_Available records_.
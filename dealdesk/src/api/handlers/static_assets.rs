//! HTTP handler for the embedded placeholder storefront.

use axum::{
    body::Body,
    http::{StatusCode, Uri, header},
    response::{IntoResponse, Response},
};
use tracing::{debug, instrument};

use crate::static_assets::Assets;

/// Long-lived caching for files under `assets/`, none for pages
fn cache_control(path: &str) -> &'static str {
    if path.starts_with("assets/") {
        "public, max-age=31536000, immutable"
    } else {
        "no-cache"
    }
}

fn asset_response(path: &str, data: Vec<u8>) -> Response {
    let mime = mime_guess::from_path(path).first_or_octet_stream();
    (
        [
            (header::CONTENT_TYPE, mime.as_ref().to_string()),
            (header::CACHE_CONTROL, cache_control(path).to_string()),
        ],
        Body::from(data),
    )
        .into_response()
}

/// Serve embedded static assets, falling back to the landing page for unknown paths.
///
/// Unmatched `/api/*` paths are a 404 rather than HTML, so API clients never get a page back.
#[instrument]
pub async fn serve_embedded_asset(uri: Uri) -> Response {
    let mut path = uri.path().trim_start_matches('/');

    if path == "api" || path.starts_with("api/") {
        return StatusCode::NOT_FOUND.into_response();
    }

    if path.is_empty() || path.ends_with('/') {
        path = "index.html";
    }

    if let Some(content) = Assets::get(path) {
        return asset_response(path, content.data.into_owned());
    }

    debug!("No embedded asset for {}, serving index.html", uri.path());
    match Assets::get("index.html") {
        Some(index) => asset_response("index.html", index.data.into_owned()),
        None => StatusCode::NOT_FOUND.into_response(),
    }
}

_Required work_.
Quote each line above in full, word for word.

_Task answer_.
filename dealdesk/src/api/handlers/static_assets.rs
//! HTTP handler for the embedded placeholder storefront.

use axum::{
    body::Body,
    http::{StatusCode, Uri, header},
    response::{IntoResponse, Response},
};
use tracing::{debug, instrument};

use crate::static_assets::Assets;

/// Long-lived caching for files under `assets/`, none for pages
fn cache_control(path: &str) -> &'static str {
    if path.starts_with("assets/") {
        "public, max-age=31536000, immutable"
    } else {
        "no-cache"
    }
}

fn asset_response(path: &str, data: Vec<u8>) -> Response {
    let mime = mime_guess::from_path(path).first_or_octet_stream();
    (
        [
            (header::CONTENT_TYPE, mime.as_ref().to_string()),
            (header::CACHE_CONTROL, cache_control(path).to_string()),
        ],
        Body::from(data),
    )
        .into_response()
}

/// Serve embedded static assets, falling back to the landing page for unknown paths.
///
/// Unmatched `/api/*` paths are a 404 rather than HTML, so API clients never get a page back.
#[instrument]
pub async fn serve_embedded_asset(uri: Uri) -> Response {
    let mut path = uri.path().trim_start_matches('/');

    if path == "api" || path.starts_with("api/") {
        return StatusCode::NOT_FOUND.into_response();
    }

    if path.is_empty() || path.ends_with('/') {
        path = "index.html";
    }

    if let Some(content) = Assets::get(path) {
        return asset_response(path, content.data.into_owned());
    }

    debug!("No embedded asset for {}, serving index.html", uri.path());
    match Assets::get("index.html") {
        Some(index) => asset_response("index.html", index.data.into_owned()),
        None => StatusCode::NOT_FOUND.into_response(),
    }
}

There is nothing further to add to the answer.